Scientific classification
- Domain: Eukaryota
- Kingdom: Animalia
- Phylum: Chordata
- Class: Actinopterygii
- Order: Siluriformes
- Family: Schilbeidae
- Genus: Pseudeutropius
- Species: P. mitchelli
- Binomial name: Pseudeutropius mitchelli Günther, 1864

= Pseudeutropius mitchelli =

- Genus: Pseudeutropius
- Species: mitchelli
- Authority: Günther, 1864

Species of fish

Pseudeutropius mitchelli is an endangered species of freshwater fishes endemic to Kerala, India that belongs to the family of Schilbid catfishes. It is known as Malabar patashi.

==Distribution==
Pseudeutropius mitchelli is endemic to the rivers of Kerala, part of Western Ghats.
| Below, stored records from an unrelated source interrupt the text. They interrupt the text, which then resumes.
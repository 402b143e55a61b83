// Copyright (c) 2025 Geoffrey Huntley <ghuntley@ghuntley.com>. All rights reserved.
// SPDX-License-Identifier: Proprietary

//! Storage tiers.
//!
//! Every tier holds at most one [`CredentialSet`] per (tenant, user) and
//! exposes the same `get`/`set` pair, so the reconciler walks an ordered list
//! of tiers instead of special-casing each backend. Cloud tiers have extra
//! operations, found on their concrete types.

pub mod cloud;
pub mod schema;
pub mod storage;

use async_trait::async_trait;

use crate::error::TierError;
use crate::model::{CredentialSet, TierKind};
use crate::tenant::ResolvedScope;

pub use cloud::{
	AgentConfig, CloudPrimaryTier, CloudSecondaryTier, PrimaryFetch, ProfileRow, ProfileStore,
	SettingsRow, SettingsStore, SqliteProfileRepository, SqliteSettingsRepository,
};
pub use schema::{create_pool, ensure_schema};
pub use storage::{FileStorage, KeyValueStorage, MemoryStorage, StorageTier};

#[async_trait]
pub trait CredentialTier: Send + Sync + std::fmt::Debug {
	fn kind(&self) -> TierKind;

	/// `Ok(None)` when the tier holds nothing for this scope.
	async fn get(&self, scope: &ResolvedScope) -> Result<Option<CredentialSet>, TierError>;

	/// Write the present fields. Absent fields keep whatever the tier holds.
	async fn set(&self, scope: &ResolvedScope, credentials: &CredentialSet) -> Result<(), TierError>;
}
Known from the middle reaches of the Chaliyar, Bharatapuzha, Chalakudy River, Periyar River, and Achenkovil.

==Description==
A species of Pseudeutropius with head 4.7–5.1 in SL; eye diameter 3.0–3.5 in head; mouth terminal, upper jaw slightly longer than lower jaw; teeth villiform, in bands on jaws; vomero-palatine in two distinct, small, oval patches; 4 pairs of barbels; maxillary barbels extend to middle of pelvic fins; dorsal fin inserted anterior to pelvic fins.